El flechazo musical surgió en cuanto el amigo pisó su casa y descubrió las guitarras. "Me gusta dejar los instrumentos sin cubrir porque estoy convencido de que si los guardas no los vuelves a usar. Cuando él vio las guitarras, hablamos y me dijo que tocaba el bajo. Entonces quedamos para tocar. A esa vez le fueron sucediendo otras. Jugábamos a ser rockeros y un día se nos ocurrió la idea de montar un grupo con el que seguir ensayando". Su primera decepción fue ver que algunos empresarios cobraban por tocar. "Me dispuse a cambiar este modo de ver el negocio y conseguí que nos llamaran para tocar. Puede sonar presuntuoso, pero ahora nos permitimos decir no a conciertos que nos proponen", aclara.
Aunque llenan garitos, la filosofía de grupo desde su nacimiento se resume en eso de lo bueno, si poco, dos veces bueno. "No damos más de tres o cuatro conciertos al año. No nos dedicamos a esto ni fantaseamos con grandes escenarios. Eso sí, en cada actuación lo damos todo y el lleno es total". Su último concierto tuvo lugar en Jerusalem, que es un histórico cine de Valencia reconvertido en sala de conciertos con capacidad para 500 personas.
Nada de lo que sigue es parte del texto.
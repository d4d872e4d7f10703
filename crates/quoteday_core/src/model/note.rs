//! Per-quote free-text notes.
//!
//! A single note per logical quote, independent of diary reflections.

use crate::model::quote::{Quote, QuoteKey};
use serde::{Deserialize, Serialize};
use std::collections::BTreeMap;

/// On-disk record; one per annotated quote.
#[derive(Debug, Clone, PartialEq, Eq, Serialize, Deserialize)]
pub struct QuoteNoteRecord {
    pub quote: String,
    pub author: String,
    pub note: String,
}

/// Notes keyed by logical quote identity.
///
/// Serialized as a JSON array of `{quote, author, note}` records.
#[derive(Debug, Clone, Default, PartialEq, Eq, Serialize, Deserialize)]
#[serde(from = "Vec<QuoteNoteRecord>", into = "Vec<QuoteNoteRecord>")]
pub struct QuoteNotes {
    notes: BTreeMap<QuoteKey, String>,
}

impl From<Vec<QuoteNoteRecord>> for QuoteNotes {
    fn from(records: Vec<QuoteNoteRecord>) -> Self {
        let notes = records
            .into_iter()
            .map(|record| (QuoteKey::new(record.quote, record.author), record.note))
            .collect();
        Self { notes }
    }
}

impl From<QuoteNotes> for Vec<QuoteNoteRecord> {
    fn from(value: QuoteNotes) -> Self {
        value
            .notes
            .into_iter()
            .map(|(key, note)| QuoteNoteRecord {
                quote: key.text,
                author: key.author,
                note,
            })
            .collect()
    }
}

impl QuoteNotes {
    pub fn new() -> Self {
        Self::default()
    }

    pub fn len(&self) -> usize {
        self.notes.len()
    }

    pub fn is_empty(&self) -> bool {
        self.notes.is_empty()
    }

    pub fn note_for(&self, quote: &Quote) -> Option<&str> {
        self.notes.get(&quote.key()).map(String::as_str)
    }

    /// Stores `text` as the quote's note. Blank text removes the note.
    ///
    /// Returns whether the stored state changed.
    pub fn set_note(&mut self, quote: &Quote, text: &str) -> bool {
        if text.trim().is_empty() {
            return self.remove_note(quote);
        }
        let key = quote.key();
        if self.notes.get(&key).map(String::as_str) == Some(text) {
            return false;
        }
        self.notes.insert(key, text.to_string());
        true
    }

    pub fn remove_note(&mut self, quote: &Quote) -> bool {
        self.notes.remove(&quote.key()).is_some()
    }
}
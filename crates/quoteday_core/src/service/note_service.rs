//! Quote notes store: one persisted free-text note per quote.
//!
//! # Invariants
//! - Every successful change rewrites the whole note list under
//!   `quoteNotes`.
//! - Setting a blank note removes it.

use crate::model::note::QuoteNotes;
use crate::model::quote::Quote;
use crate::repo::kv_repo::KvRepository;
use crate::service::persist::{OpenStatus, Persisted, StoreResult};

/// Key-value slot holding the note list.
pub const QUOTE_NOTES_KEY: &str = "quoteNotes";

pub struct QuoteNoteStore<R: KvRepository> {
    state: Persisted<R, QuoteNotes>,
}

impl<R: KvRepository> QuoteNoteStore<R> {
    pub fn open(repo: R) -> StoreResult<Self> {
        let (state, _) = Persisted::open(repo, QUOTE_NOTES_KEY)?;
        Ok(Self { state })
    }

    pub fn open_recovering(repo: R) -> StoreResult<(Self, OpenStatus)> {
        let (state, status) = Persisted::open_recovering(repo, QUOTE_NOTES_KEY)?;
        Ok((Self { state }, status))
    }

    pub fn notes(&self) -> &QuoteNotes {
        self.state.get()
    }

    pub fn note_for(&self, quote: &Quote) -> Option<&str> {
        self.notes().note_for(quote)
    }

    /// Stores the note; writes only when the stored state changes.
    pub fn set_note(&mut self, quote: &Quote, text: &str) -> StoreResult<bool> {
        let changed = self
            .state
            .mutate_if_changed(|notes| notes.set_note(quote, text).then_some(()))?;
        Ok(changed.is_some())
    }

    pub fn remove_note(&mut self, quote: &Quote) -> StoreResult<bool> {
        let removed = self
            .state
            .mutate_if_changed(|notes| notes.remove_note(quote).then_some(()))?;
        Ok(removed.is_some())
    }

    pub fn flush(&self) -> StoreResult<()> {
        self.state.flush()
    }
}
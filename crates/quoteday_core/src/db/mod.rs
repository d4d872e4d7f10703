//! SQLite file holding QuoteDay's key-value blobs.
//!
//! # Responsibility
//! - Open the database that backs favorites, diary and note snapshots.
//! - Bring its `kv_entries` schema up to date before any store reads it.
//!
//! # Invariants
//! - The blob schema version lives in `PRAGMA user_version`.
//! - A file written by a newer QuoteDay is refused, never downgraded.

use std::error::Error;
use std::fmt::{Display, Formatter};
use std::path::PathBuf;

pub mod migrations;
mod open;

pub use open::{open_db, open_db_in_memory};

pub type DbResult<T> = Result<T, DbError>;

#[derive(Debug)]
pub enum DbError {
    /// The database file could not be opened or created at `path`.
    Open {
        path: PathBuf,
        source: rusqlite::Error,
    },
    /// A pragma, migration or statement failed on an open connection.
    Sqlite(rusqlite::Error),
    /// The file carries blob schema `found`; this build knows up to
    /// `supported`.
    SchemaTooNew { found: u32, supported: u32 },
}

impl DbError {
    /// Stable code for log lines.
    pub fn code(&self) -> &'static str {
        match self {
            Self::Open { .. } => "db_open_failed",
            Self::Sqlite(_) => "db_sqlite_failed",
            Self::SchemaTooNew { .. } => "db_schema_too_new",
        }
    }
}

impl Display for DbError {
    fn fmt(&self, f: &mut Formatter<'_>) -> std::fmt::Result {
        match self {
            Self::Open { path, source } => {
                write!(f, "cannot open quote store `{}`: {source}", path.display())
            }
            Self::Sqlite(err) => write!(f, "quote store query failed: {err}"),
            Self::SchemaTooNew { found, supported } => write!(
                f,
                "quote store schema v{found} was written by a newer QuoteDay (this build supports up to v{supported})"
            ),
        }
    }
}

impl Error for DbError {
    fn source(&self) -> Option<&(dyn Error + 'static)> {
        match self {
            Self::Open { source, .. } => Some(source),
            Self::Sqlite(err) => Some(err),
            Self::SchemaTooNew { .. } => None,
        }
    }
}

impl From<rusqlite::Error> for DbError {
    fn from(value: rusqlite::Error) -> Self {
        Self::Sqlite(value)
    }
}
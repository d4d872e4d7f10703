use quoteday_core::{FetchError, FetchResult, Quote, QuoteFetchCoordinator, QuoteSource};
use std::sync::Mutex;

/// Replays canned results and records requested categories.
struct ScriptedSource {
    results: Mutex<Vec<FetchResult<Quote>>>,
    requested: Mutex<Vec<String>>,
}

impl ScriptedSource {
    fn new(mut results: Vec<FetchResult<Quote>>) -> Self {
        results.reverse();
        Self {
            results: Mutex::new(results),
            requested: Mutex::new(Vec::new()),
        }
    }
}

impl QuoteSource for ScriptedSource {
    async fn fetch(&self, category: &str) -> FetchResult<Quote> {
        self.requested.lock().unwrap().push(category.to_string());
        self.results.lock().unwrap().pop().unwrap_or(Err(FetchError::Empty))
    }
}

#[tokio::test]
async fn fetch_stores_quote_for_current_category() {
    let source = ScriptedSource::new(vec![Ok(Quote::new("Carpe diem.", "Horace"))]);
    let mut coordinator = QuoteFetchCoordinator::new("happiness");

    assert!(coordinator.fetch(&source).await);

    let state = coordinator.state();
    assert!(!state.is_loading);
    assert_eq!(state.error_message, None);
    assert_eq!(
        state.quote.as_ref().map(|quote| quote.text.as_str()),
        Some("Carpe diem.")
    );
    assert_eq!(*source.requested.lock().unwrap(), vec!["happiness".to_string()]);
}

#[tokio::test]
async fn failed_fetch_is_recoverable_by_retrying() {
    let source = ScriptedSource::new(vec![
        Err(FetchError::Status(503)),
        Ok(Quote::new("Try again.", "Anon")),
    ]);
    let mut coordinator = QuoteFetchCoordinator::default();

    coordinator.fetch(&source).await;
    assert!(coordinator.state().quote.is_none());
    assert!(coordinator.state().error_message.is_some());

    coordinator.set_category("courage");
    coordinator.fetch(&source).await;
    assert_eq!(coordinator.state().error_message, None);
    assert!(coordinator.state().quote.is_some());
    assert_eq!(
        *source.requested.lock().unwrap(),
        vec!["life".to_string(), "courage".to_string()]
    );
}

#[tokio::test]
async fn late_response_from_earlier_request_is_discarded() {
    let source = ScriptedSource::new(vec![
        Ok(Quote::new("early", "A")),
        Ok(Quote::new("late", "B")),
    ]);
    let mut coordinator = QuoteFetchCoordinator::default();

    let first = coordinator.begin();
    let early = source.fetch(coordinator.category()).await;
    let second = coordinator.begin();
    let late = source.fetch(coordinator.category()).await;

    assert!(coordinator.complete(second, late));
    assert!(!coordinator.complete(first, early));
    assert_eq!(
        coordinator.state().quote.as_ref().map(|quote| quote.text.as_str()),
        Some("late")
    );
    assert!(second.id() > first.id());
}
//! Blob-store schema steps for the QuoteDay database.
//!
//! # Invariants
//! - Steps are listed in strictly increasing `version` order.
//! - After a successful run `PRAGMA user_version` equals the last step.
//! - Pending steps run in one transaction; on failure the file keeps its
//!   previous version.

use crate::db::{DbError, DbResult};
use log::{debug, info};
use rusqlite::Connection;
use std::cmp::Ordering;

struct SchemaStep {
    version: u32,
    name: &'static str,
    sql: &'static str,
}

const SCHEMA_STEPS: &[SchemaStep] = &[SchemaStep {
    version: 1,
    name: "kv_entries",
    sql: include_str!("0001_kv_entries.sql"),
}];

/// Newest blob schema this build can read and write.
pub fn latest_version() -> u32 {
    SCHEMA_STEPS.last().map_or(0, |step| step.version)
}

/// Upgrades the connection's blob schema to `latest_version()`.
///
/// # Errors
/// - `SchemaTooNew` when the file is ahead of this build.
/// - `Sqlite` when a step fails; nothing is committed.
pub fn apply_migrations(conn: &mut Connection) -> DbResult<()> {
    let found = stored_version(conn)?;
    let supported = latest_version();
    match found.cmp(&supported) {
        Ordering::Greater => return Err(DbError::SchemaTooNew { found, supported }),
        Ordering::Equal => return Ok(()),
        Ordering::Less => {}
    }

    let tx = conn.transaction()?;
    for step in SCHEMA_STEPS.iter().filter(|step| step.version > found) {
        tx.execute_batch(step.sql)?;
        tx.pragma_update(None, "user_version", step.version)?;
        debug!(
            "event=db_migrate module=db status=step version={} name={}",
            step.version, step.name
        );
    }
    tx.commit()?;

    info!(
        "event=db_migrate module=db status=ok from_version={} to_version={}",
        found, supported
    );
    Ok(())
}

fn stored_version(conn: &Connection) -> DbResult<u32> {
    Ok(conn.pragma_query_value(None, "user_version", |row| row.get(0))?)
}

#[cfg(test)]
mod tests {
    use super::{latest_version, SCHEMA_STEPS};

    #[test]
    fn steps_are_strictly_increasing_from_one() {
        let versions: Vec<u32> = SCHEMA_STEPS.iter().map(|step| step.version).collect();
        assert_eq!(versions.first(), Some(&1));
        assert!(versions.windows(2).all(|pair| pair[0] < pair[1]));
        assert_eq!(latest_version(), *versions.last().unwrap());
    }
}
Fue todo un tributo al mejor pop rock nacional de los 80 y 90. Nueve músicos en el escenario, incluido el cuarteto de vientos, con versiones de Nacha Pop, Gabinete Caligari o Los Secretos.
Uno de los logros de Javier ha sido conseguir instrumentos de viento en lugar de sintetizadores. "Quería buenos músicos y hablé con un amigo, jefe de estudios del conservatorio de Moncada. Le propuse unirse al grupo y, además de aceptar, me consiguió dos trompetas y un trombón de varas. La banda ha sumado así a dos directores de conservatorio y un arreglista que, además, están encantados con el proyecto". En total, ACME, cuyo nombre es el de la dinamita que usaba Coyote para cazar a Correcaminos- lo integran nueve componentes. Además de Javier, abogado, hay un ingeniero, un químico, un profesor de Educación Física, un jefe de Estudios… profesionales que toman la música como un anexo a sus vidas, lo que les permite tener el control absoluto de cuánto y cómo quieren tocar.
Van escogiendo para su repertorio las mejores piezas de su juventud, "temas míticos que nos llevan a nuestra efervescencia juvenil sin que cansen y sin que suenan a pasado". Su público no es solo un grupo de nostálgicos de 40, 50 o 60. El pop rock de aquel tiempo gusta a muchas generaciones, va mucho allá del anhelo del ayer. El repertorio nació casi de un impulso personal y emocional de cantar aquello que el público tiene en la memoria. "Unas canciones divierten y otras tocan la fibra sensible porque en cuanto suena en el escenario la gente le añade una historia, un sentimiento o recuerdos que rescatamos. Son nuestras canciones, las que nos acompañaron en esa transición al mundo adulto y con ellas revivimos momentos muy importantes".
Aunque ninguno de sus tres hijos tiene intención de sumarse a ACME, el padre dice con satisfacción que aman la música. Los dos mayores han estudiado Derecho y la menor da rienda a su vena artística, sorprendiendo cada día a la familia. La benjamina de la familia es la autora del cuadro que cuelga en la pared del despacho de Javier y a él le gusta jactarse de ello.
Este abogado parece tener en su poder una especie de receta, quizás no de la felicidad, pero sí de ese estado de bonanza emocional que solo se consigue cuando uno logra manejar sus riendas. Cada detalle que comparte con nosotros delata que sabe de qué va la vida. "Hay que exprimirla a cada instante", recalca.